## What the task requires
Give back exactly the lines running from the line with "let resource = ResourceClient::<T>::new(api.clone());" to the end of the entries, and only those lines.

Saved entries

-=-=-=-=-

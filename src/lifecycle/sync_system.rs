use crate::access::RouteGuard;
use crate::binding::Binding;
use crate::clients::{
    AnalyticsClient, ApplicationClient, CompanyClient, ConversationClient, JobClient,
    ProfileClient,
};
use crate::config::Settings;
use crate::framework::{StateStore, StoreClient, StoreError, SyncEntity};
use crate::http::{ApiClient, ApiError, ResourceClient};
use crate::model::{
    AnalyticsSummary, Application, CandidateProfile, Company, Conversation, Job,
};
use crate::prefs::{FileStorage, PreferenceFlag};
use std::sync::Arc;
use tokio::task::JoinHandle;
use tracing::{error, info};

/// Everything wired up for one entity type.
pub struct EntitySync<T: SyncEntity, C> {
    /// Handle to the process-wide store for `T`.
    pub store: StoreClient<T>,
    /// Fetch-on-mount binding reading through `client`'s resource.
    pub binding: Binding<T>,
    /// Typed REST operations for `T`.
    pub client: C,
}

/// The runtime orchestrator for the job-board data layer.
///
/// `SyncSystem` is responsible for:
/// - **Lifecycle Management**: Starting and stopping one store actor per entity type
/// - **Dependency Wiring**: Sharing one [`ApiClient`] between every resource client and binding
/// - **Session Helpers**: The route guard and the persisted sidebar preference
///
/// # Example
///
/// ```ignore
/// let system = SyncSystem::new(&settings)?;
///
/// let mut job = system.jobs.binding.mount("42".to_string());
/// job.settled().await;
/// println!("{:?}", job.view().await?);
///
/// // Handles keep their store alive; drop them before shutting down.
/// drop(job);
/// system.shutdown().await?;
/// ```
pub struct SyncSystem {
    pub api: Arc<ApiClient>,
    pub jobs: EntitySync<Job, JobClient>,
    pub companies: EntitySync<Company, CompanyClient>,
    pub candidates: EntitySync<CandidateProfile, ProfileClient>,
    pub applications: EntitySync<Application, ApplicationClient>,
    pub conversations: EntitySync<Conversation, ConversationClient>,
    pub analytics: EntitySync<AnalyticsSummary, AnalyticsClient>,
    pub guard: RouteGuard,
    pub sidebar: PreferenceFlag,

    /// Task handles for all running stores (used for graceful shutdown)
    handles: Vec<JoinHandle<()>>,
}

impl SyncSystem {
    /// Builds the API client and spawns every store. Must be called inside a Tokio runtime.
    pub fn new(settings: &Settings) -> Result<Self, ApiError> {
        let api = Arc::new(ApiClient::new(&settings.api)?);
        let mailbox = settings.store.mailbox_size;
        let mut handles = Vec::new();

        let jobs = wire(&api, mailbox, &mut handles, JobClient::new);
        let companies = wire(&api, mailbox, &mut handles, CompanyClient::new);
        let candidates = wire(&api, mailbox, &mut handles, ProfileClient::new);
        let applications = wire(&api, mailbox, &mut handles, ApplicationClient::new);
        let conversations = wire(&api, mailbox, &mut handles, ConversationClient::new);
        let analytics = wire(&api, mailbox, &mut handles, AnalyticsClient::new);

        let storage = Arc::new(FileStorage::new(settings.prefs.path.clone()));

        info!(stores = handles.len(), base_url = %settings.api.base_url, "Sync system started");

        Ok(Self {
            api,
            jobs,
            companies,
            candidates,
            applications,
            conversations,
            analytics,
            guard: RouteGuard::new(&settings.guard),
            sidebar: PreferenceFlag::sidebar_collapsed(storage),
            handles,
        })
    }

    /// Empties every store, e.g. on sign-out. Returns the number of entries dropped.
    pub async fn clear_all(&self) -> Result<usize, StoreError> {
        Ok(self.jobs.store.clear_all().await?
            + self.companies.store.clear_all().await?
            + self.candidates.store.clear_all().await?
            + self.applications.store.clear_all().await?
            + self.conversations.store.clear_all().await?
            + self.analytics.store.clear_all().await?)
    }

    /// Gracefully shuts down every store.
    ///
    /// Dropping the system's store handles closes the mailboxes once no
    /// [`BindingHandle`](crate::binding::BindingHandle) or cloned client is left, and each
    /// store exits its loop. Waiting here does not finish while such handles are alive.
    pub async fn shutdown(self) -> Result<(), String> {
        info!("Shutting down sync system...");

        drop(self.jobs);
        drop(self.companies);
        drop(self.candidates);
        drop(self.applications);
        drop(self.conversations);
        drop(self.analytics);

        for handle in self.handles {
            if let Err(e) = handle.await {
                error!("Store task failed: {:?}", e);
                return Err(format!("Store task failed: {:?}", e));
            }
        }

        info!("Sync system shutdown complete.");
        Ok(())
    }
}

fn wire<T: SyncEntity, C>(
    api: &Arc<ApiClient>,
    mailbox: usize,
    handles: &mut Vec<JoinHandle<()>>,
    make_client: impl FnOnce(ResourceClient<T>) -> C,
) -> EntitySync<T, C> {
    let (store, client) = StateStore::<T>::new(mailbox);
    handles.push(tokio::spawn(store.run()));

    let resource = ResourceClient::<T>::new(api.clone());
    EntitySync {
        binding: Binding::new(client.clone(), resource.clone()),
        store: client,
        client: make_client(resource),
    }
}

#[cfg(test)]
mod tests {
    use super::*;

    #[tokio::test]
    async fn starts_and_shuts_down_cleanly() {
        let dir = tempfile::tempdir().unwrap();
        let mut settings = Settings::default();
        settings.prefs.path = dir.path().join("prefs.json");

        let system = SyncSystem::new(&settings).unwrap();
        assert_eq!(system.clear_all().await.unwrap(), 0);
        assert!(!system.sidebar.get().await);

        system.shutdown().await.unwrap();
    }

    #[tokio::test]
    async fn rejects_bad_base_url() {
        let mut settings = Settings::default();
        settings.api.base_url = "localhost:8080".to_string();
        assert!(matches!(
            SyncSystem::new(&settings),
            Err(ApiError::InvalidConfig(_))
        ));
    }
}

-=-=-=-=-

## Result of this exercise
    let resource = ResourceClient::<T>::new(api.clone());
    EntitySync {
        binding: Binding::new(client.clone(), resource.clone()),
        store: client,
        client: make_client(resource),
    }
}

#[cfg(test)]
mod tests {
    use super::*;

    #[tokio::test]
    async fn starts_and_shuts_down_cleanly() {
        let dir = tempfile::tempdir().unwrap();
        let mut settings = Settings::default();
        settings.prefs.path = dir.path().join("prefs.json");

        let system = SyncSystem::new(&settings).unwrap();
        assert_eq!(system.clear_all().await.unwrap(), 0);
        assert!(!system.sidebar.get().await);

        system.shutdown().await.unwrap();
    }

    #[tokio::test]
    async fn rejects_bad_base_url() {
        let mut settings = Settings::default();
        settings.api.base_url = "localhost:8080".to_string();
        assert!(matches!(
            SyncSystem::new(&settings),
            Err(ApiError::InvalidConfig(_))
        ));
    }
}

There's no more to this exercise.